------ DATASET RECORDS ------
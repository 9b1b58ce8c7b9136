// Offline draft hashing and payload parsing

use grievance_backend::services::drafts_service::parse_payload;
use grievance_backend::validation::draft::{content_hash, validate_client_draft_id};
use serde_json::json;

#[test]
fn identical_payloads_hash_identically() {
    let a = json!({"title": "Stray dogs", "photo_urls": [], "nested": {"b": 1, "a": 2}});
    let b = json!({"nested": {"a": 2, "b": 1}, "photo_urls": [], "title": "Stray dogs"});
    assert_eq!(content_hash(&a).unwrap(), content_hash(&b).unwrap());
}

#[test]
fn draft_ids_are_restricted() {
    assert!(validate_client_draft_id("3f2a-offline_1").is_ok());
    assert!(validate_client_draft_id("../etc").is_err());
}

#[test]
fn submitted_payload_must_be_a_valid_issue() {
    assert!(parse_payload(&json!({"title": "x"})).is_err());

    let ok = json!({
        "title": "Broken bench",
        "description": "Park bench split in half",
        "latitude": 13.0,
        "longitude": 80.2,
        "category_id": uuid::Uuid::new_v4(),
    });
    assert_eq!(parse_payload(&ok).unwrap().title, "Broken bench");
}
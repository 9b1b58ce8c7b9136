use chrono::{DateTime, Utc};
use diesel::prelude::*;
use serde::{Deserialize, Serialize};
use uuid::Uuid;

#[derive(Queryable, Selectable, Serialize, Deserialize, Clone, Debug)]
#[diesel(table_name = crate::schema::comments)]
#[diesel(check_for_backend(diesel::pg::Pg))]
pub struct Comment {
    pub id: Uuid,
    pub issue_id: Uuid,
    pub author_id: Uuid,
    pub body: String,
    pub is_hidden: bool,
    pub hidden_by: Option<Uuid>,
    pub created_at: DateTime<Utc>,
    pub updated_at: DateTime<Utc>,
}

#[derive(Insertable)]
#[diesel(table_name = crate::schema::comments)]
pub struct NewComment {
    pub issue_id: Uuid,
    pub author_id: Uuid,
    pub body: String,
}
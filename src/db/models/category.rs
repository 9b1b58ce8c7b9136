use chrono::{DateTime, Utc};
use diesel::prelude::*;
use serde::{Deserialize, Serialize};
use uuid::Uuid;

#[derive(Queryable, Selectable, Identifiable, Serialize, Deserialize, Clone, Debug)]
#[diesel(table_name = crate::schema::categories)]
#[diesel(check_for_backend(diesel::pg::Pg))]
pub struct Category {
    pub id: Uuid,
    pub name: String,
    pub description: Option<String>,
    pub sla_hours: i32,
    pub default_assignee_id: Option<Uuid>,
    pub is_active: bool,
    pub created_at: DateTime<Utc>,
    pub updated_at: DateTime<Utc>,
}

#[derive(Insertable)]
#[diesel(table_name = crate::schema::categories)]
pub struct NewCategory {
    pub name: String,
    pub description: Option<String>,
    pub sla_hours: i32,
    pub default_assignee_id: Option<Uuid>,
}

#[derive(AsChangeset, Default)]
#[diesel(table_name = crate::schema::categories)]
pub struct CategoryChanges {
    pub name: Option<String>,
    pub description: Option<Option<String>>,
    pub sla_hours: Option<i32>,
    pub default_assignee_id: Option<Option<Uuid>>,
    pub is_active: Option<bool>,
    pub updated_at: Option<DateTime<Utc>>,
}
------
PROBLEM DESCRIPTION -> Across all the records above, find each line with "bool" in it and copy it.

RESPONSE AREA ->
    pub is_hidden: bool,
    pub is_active: bool,
    pub is_active: Option<bool>,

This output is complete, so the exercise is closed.